# TASK STATEMENT
Every line below should be repeated exactly as written.

Saved entries
-*-

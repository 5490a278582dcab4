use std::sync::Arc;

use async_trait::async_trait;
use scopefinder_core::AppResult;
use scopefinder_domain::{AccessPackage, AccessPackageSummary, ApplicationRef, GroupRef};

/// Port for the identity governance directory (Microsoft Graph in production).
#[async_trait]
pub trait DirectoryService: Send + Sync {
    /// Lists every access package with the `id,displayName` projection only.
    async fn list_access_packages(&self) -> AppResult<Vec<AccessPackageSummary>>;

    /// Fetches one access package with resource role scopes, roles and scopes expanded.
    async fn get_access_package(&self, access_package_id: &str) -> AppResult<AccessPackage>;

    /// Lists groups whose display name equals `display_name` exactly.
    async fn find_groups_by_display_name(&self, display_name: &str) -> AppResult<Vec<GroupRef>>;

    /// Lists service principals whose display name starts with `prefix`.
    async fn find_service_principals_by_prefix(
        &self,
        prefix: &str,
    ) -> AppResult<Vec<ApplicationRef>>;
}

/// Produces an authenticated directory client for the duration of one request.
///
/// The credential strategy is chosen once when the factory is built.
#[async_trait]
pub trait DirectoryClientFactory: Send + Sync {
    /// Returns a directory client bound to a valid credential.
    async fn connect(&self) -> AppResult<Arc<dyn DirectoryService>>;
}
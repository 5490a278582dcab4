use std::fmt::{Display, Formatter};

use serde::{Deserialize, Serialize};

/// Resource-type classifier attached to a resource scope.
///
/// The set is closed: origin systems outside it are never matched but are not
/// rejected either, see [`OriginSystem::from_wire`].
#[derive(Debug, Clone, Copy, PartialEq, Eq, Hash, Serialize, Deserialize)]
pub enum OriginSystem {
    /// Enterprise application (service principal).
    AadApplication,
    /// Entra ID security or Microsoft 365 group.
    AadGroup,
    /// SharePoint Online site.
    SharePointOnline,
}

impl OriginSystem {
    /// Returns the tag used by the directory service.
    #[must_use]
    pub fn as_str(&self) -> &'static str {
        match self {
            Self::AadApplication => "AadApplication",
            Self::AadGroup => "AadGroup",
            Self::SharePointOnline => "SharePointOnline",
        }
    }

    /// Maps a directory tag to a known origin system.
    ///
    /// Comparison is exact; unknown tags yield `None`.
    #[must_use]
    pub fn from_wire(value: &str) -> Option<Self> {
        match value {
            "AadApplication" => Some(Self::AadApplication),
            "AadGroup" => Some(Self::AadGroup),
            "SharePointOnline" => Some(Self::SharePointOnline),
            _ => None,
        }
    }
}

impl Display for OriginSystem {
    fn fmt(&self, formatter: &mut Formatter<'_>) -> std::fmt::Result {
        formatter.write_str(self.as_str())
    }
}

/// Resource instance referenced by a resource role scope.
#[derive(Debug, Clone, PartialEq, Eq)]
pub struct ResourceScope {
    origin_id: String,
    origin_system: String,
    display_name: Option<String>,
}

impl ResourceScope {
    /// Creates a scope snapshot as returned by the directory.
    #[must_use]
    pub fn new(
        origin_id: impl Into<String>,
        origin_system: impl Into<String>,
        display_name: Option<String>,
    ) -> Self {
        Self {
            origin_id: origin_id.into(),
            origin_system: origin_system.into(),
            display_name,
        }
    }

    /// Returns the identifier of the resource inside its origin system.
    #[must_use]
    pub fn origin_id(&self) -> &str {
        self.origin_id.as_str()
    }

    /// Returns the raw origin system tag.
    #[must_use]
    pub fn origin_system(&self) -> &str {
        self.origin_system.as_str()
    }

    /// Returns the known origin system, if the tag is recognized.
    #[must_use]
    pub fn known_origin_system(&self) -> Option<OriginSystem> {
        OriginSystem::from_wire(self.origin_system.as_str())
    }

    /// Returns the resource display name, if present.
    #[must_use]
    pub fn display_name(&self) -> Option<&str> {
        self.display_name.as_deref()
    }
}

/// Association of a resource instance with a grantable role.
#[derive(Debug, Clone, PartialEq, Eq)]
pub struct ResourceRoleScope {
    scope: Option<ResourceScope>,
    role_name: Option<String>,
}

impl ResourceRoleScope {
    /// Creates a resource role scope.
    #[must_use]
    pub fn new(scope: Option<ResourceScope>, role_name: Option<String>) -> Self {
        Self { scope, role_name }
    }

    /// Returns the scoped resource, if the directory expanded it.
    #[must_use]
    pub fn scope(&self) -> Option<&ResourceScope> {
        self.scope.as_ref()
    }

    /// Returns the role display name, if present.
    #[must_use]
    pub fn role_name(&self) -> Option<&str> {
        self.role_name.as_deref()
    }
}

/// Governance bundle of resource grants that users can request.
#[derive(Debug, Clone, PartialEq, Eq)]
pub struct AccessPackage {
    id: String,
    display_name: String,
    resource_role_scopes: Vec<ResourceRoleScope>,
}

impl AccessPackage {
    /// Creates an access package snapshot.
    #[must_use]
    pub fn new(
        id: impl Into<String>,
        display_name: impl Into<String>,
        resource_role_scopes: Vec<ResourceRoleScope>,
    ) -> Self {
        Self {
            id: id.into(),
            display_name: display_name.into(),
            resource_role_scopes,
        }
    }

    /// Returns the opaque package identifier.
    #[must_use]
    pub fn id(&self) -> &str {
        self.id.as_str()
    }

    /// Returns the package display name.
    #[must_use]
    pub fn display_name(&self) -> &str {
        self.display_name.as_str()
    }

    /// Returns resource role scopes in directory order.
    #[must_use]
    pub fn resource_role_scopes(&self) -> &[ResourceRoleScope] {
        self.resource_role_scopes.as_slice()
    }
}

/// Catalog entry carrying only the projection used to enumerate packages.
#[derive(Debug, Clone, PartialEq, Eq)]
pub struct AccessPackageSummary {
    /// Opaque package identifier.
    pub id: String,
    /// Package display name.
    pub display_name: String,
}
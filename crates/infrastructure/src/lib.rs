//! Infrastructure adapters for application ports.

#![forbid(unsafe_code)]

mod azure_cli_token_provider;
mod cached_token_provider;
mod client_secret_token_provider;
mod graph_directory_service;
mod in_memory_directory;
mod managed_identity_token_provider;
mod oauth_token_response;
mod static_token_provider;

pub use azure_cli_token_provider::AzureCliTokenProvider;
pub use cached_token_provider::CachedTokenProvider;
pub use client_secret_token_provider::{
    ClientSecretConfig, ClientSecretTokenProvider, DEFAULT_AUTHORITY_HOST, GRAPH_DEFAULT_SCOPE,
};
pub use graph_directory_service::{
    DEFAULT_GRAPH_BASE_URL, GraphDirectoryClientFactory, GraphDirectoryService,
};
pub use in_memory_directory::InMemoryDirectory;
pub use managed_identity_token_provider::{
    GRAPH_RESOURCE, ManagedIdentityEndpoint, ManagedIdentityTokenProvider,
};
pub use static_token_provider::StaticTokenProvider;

-*-

# SOLUTION
repository 5490a278582dcab4
use std::sync::Arc;

use async_trait::async_trait;
use scopefinder_core::AppResult;
use scopefinder_domain::{AccessPackage, AccessPackageSummary, ApplicationRef, GroupRef};

/// Port for the identity governance directory (Microsoft Graph in production).
#[async_trait]
pub trait DirectoryService: Send + Sync {
    /// Lists every access package with the `id,displayName` projection only.
    async fn list_access_packages(&self) -> AppResult<Vec<AccessPackageSummary>>;

    /// Fetches one access package with resource role scopes, roles and scopes expanded.
    async fn get_access_package(&self, access_package_id: &str) -> AppResult<AccessPackage>;

    /// Lists groups whose display name equals `display_name` exactly.
    async fn find_groups_by_display_name(&self, display_name: &str) -> AppResult<Vec<GroupRef>>;

    /// Lists service principals whose display name starts with `prefix`.
    async fn find_service_principals_by_prefix(
        &self,
        prefix: &str,
    ) -> AppResult<Vec<ApplicationRef>>;
}

/// Produces an authenticated directory client for the duration of one request.
///
/// The credential strategy is chosen once when the factory is built.
#[async_trait]
pub trait DirectoryClientFactory: Send + Sync {
    /// Returns a directory client bound to a valid credential.
    async fn connect(&self) -> AppResult<Arc<dyn DirectoryService>>;
}
repository 5490a278582dcab4
use std::fmt::{Display, Formatter};

use serde::{Deserialize, Serialize};

/// Resource-type classifier attached to a resource scope.
///
/// The set is closed: origin systems outside it are never matched but are not
/// rejected either, see [`OriginSystem::from_wire`].
#[derive(Debug, Clone, Copy, PartialEq, Eq, Hash, Serialize, Deserialize)]
pub enum OriginSystem {
    /// Enterprise application (service principal).
    AadApplication,
    /// Entra ID security or Microsoft 365 group.
    AadGroup,
    /// SharePoint Online site.
    SharePointOnline,
}

impl OriginSystem {
    /// Returns the tag used by the directory service.
    #[must_use]
    pub fn as_str(&self) -> &'static str {
        match self {
            Self::AadApplication => "AadApplication",
            Self::AadGroup => "AadGroup",
            Self::SharePointOnline => "SharePointOnline",
        }
    }

    /// Maps a directory tag to a known origin system.
    ///
    /// Comparison is exact; unknown tags yield `None`.
    #[must_use]
    pub fn from_wire(value: &str) -> Option<Self> {
        match value {
            "AadApplication" => Some(Self::AadApplication),
            "AadGroup" => Some(Self::AadGroup),
            "SharePointOnline" => Some(Self::SharePointOnline),
            _ => None,
        }
    }
}

impl Display for OriginSystem {
    fn fmt(&self, formatter: &mut Formatter<'_>) -> std::fmt::Result {
        formatter.write_str(self.as_str())
    }
}

/// Resource instance referenced by a resource role scope.
#[derive(Debug, Clone, PartialEq, Eq)]
pub struct ResourceScope {
    origin_id: String,
    origin_system: String,
    display_name: Option<String>,
}

impl ResourceScope {
    /// Creates a scope snapshot as returned by the directory.
    #[must_use]
    pub fn new(
        origin_id: impl Into<String>,
        origin_system: impl Into<String>,
        display_name: Option<String>,
    ) -> Self {
        Self {
            origin_id: origin_id.into(),
            origin_system: origin_system.into(),
            display_name,
        }
    }

    /// Returns the identifier of the resource inside its origin system.
    #[must_use]
    pub fn origin_id(&self) -> &str {
        self.origin_id.as_str()
    }

    /// Returns the raw origin system tag.
    #[must_use]
    pub fn origin_system(&self) -> &str {
        self.origin_system.as_str()
    }

    /// Returns the known origin system, if the tag is recognized.
    #[must_use]
    pub fn known_origin_system(&self) -> Option<OriginSystem> {
        OriginSystem::from_wire(self.origin_system.as_str())
    }

    /// Returns the resource display name, if present.
    #[must_use]
    pub fn display_name(&self) -> Option<&str> {
        self.display_name.as_deref()
    }
}

/// Association of a resource instance with a grantable role.
#[derive(Debug, Clone, PartialEq, Eq)]
pub struct ResourceRoleScope {
    scope: Option<ResourceScope>,
    role_name: Option<String>,
}

impl ResourceRoleScope {
    /// Creates a resource role scope.
    #[must_use]
    pub fn new(scope: Option<ResourceScope>, role_name: Option<String>) -> Self {
        Self { scope, role_name }
    }

    /// Returns the scoped resource, if the directory expanded it.
    #[must_use]
    pub fn scope(&self) -> Option<&ResourceScope> {
        self.scope.as_ref()
    }

    /// Returns the role display name, if present.
    #[must_use]
    pub fn role_name(&self) -> Option<&str> {
        self.role_name.as_deref()
    }
}

/// Governance bundle of resource grants that users can request.
#[derive(Debug, Clone, PartialEq, Eq)]
pub struct AccessPackage {
    id: String,
    display_name: String,
    resource_role_scopes: Vec<ResourceRoleScope>,
}

impl AccessPackage {
    /// Creates an access package snapshot.
    #[must_use]
    pub fn new(
        id: impl Into<String>,
        display_name: impl Into<String>,
        resource_role_scopes: Vec<ResourceRoleScope>,
    ) -> Self {
        Self {
            id: id.into(),
            display_name: display_name.into(),
            resource_role_scopes,
        }
    }

    /// Returns the opaque package identifier.
    #[must_use]
    pub fn id(&self) -> &str {
        self.id.as_str()
    }

    /// Returns the package display name.
    #[must_use]
    pub fn display_name(&self) -> &str {
        self.display_name.as_str()
    }

    /// Returns resource role scopes in directory order.
    #[must_use]
    pub fn resource_role_scopes(&self) -> &[ResourceRoleScope] {
        self.resource_role_scopes.as_slice()
    }
}

/// Catalog entry carrying only the projection used to enumerate packages.
#[derive(Debug, Clone, PartialEq, Eq)]
pub struct AccessPackageSummary {
    /// Opaque package identifier.
    pub id: String,
    /// Package display name.
    pub display_name: String,
}
filename crates/infrastructure/src/lib.rs
//! Infrastructure adapters for application ports.

#![forbid(unsafe_code)]

mod azure_cli_token_provider;
mod cached_token_provider;
mod client_secret_token_provider;
mod graph_directory_service;
mod in_memory_directory;
mod managed_identity_token_provider;
mod oauth_token_response;
mod static_token_provider;

pub use azure_cli_token_provider::AzureCliTokenProvider;
pub use cached_token_provider::CachedTokenProvider;
pub use client_secret_token_provider::{
    ClientSecretConfig, ClientSecretTokenProvider, DEFAULT_AUTHORITY_HOST, GRAPH_DEFAULT_SCOPE,
};
pub use graph_directory_service::{
    DEFAULT_GRAPH_BASE_URL, GraphDirectoryClientFactory, GraphDirectoryService,
};
pub use in_memory_directory::InMemoryDirectory;
pub use managed_identity_token_provider::{
    GRAPH_RESOURCE, ManagedIdentityEndpoint, ManagedIdentityTokenProvider,
};
pub use static_token_provider::StaticTokenProvider;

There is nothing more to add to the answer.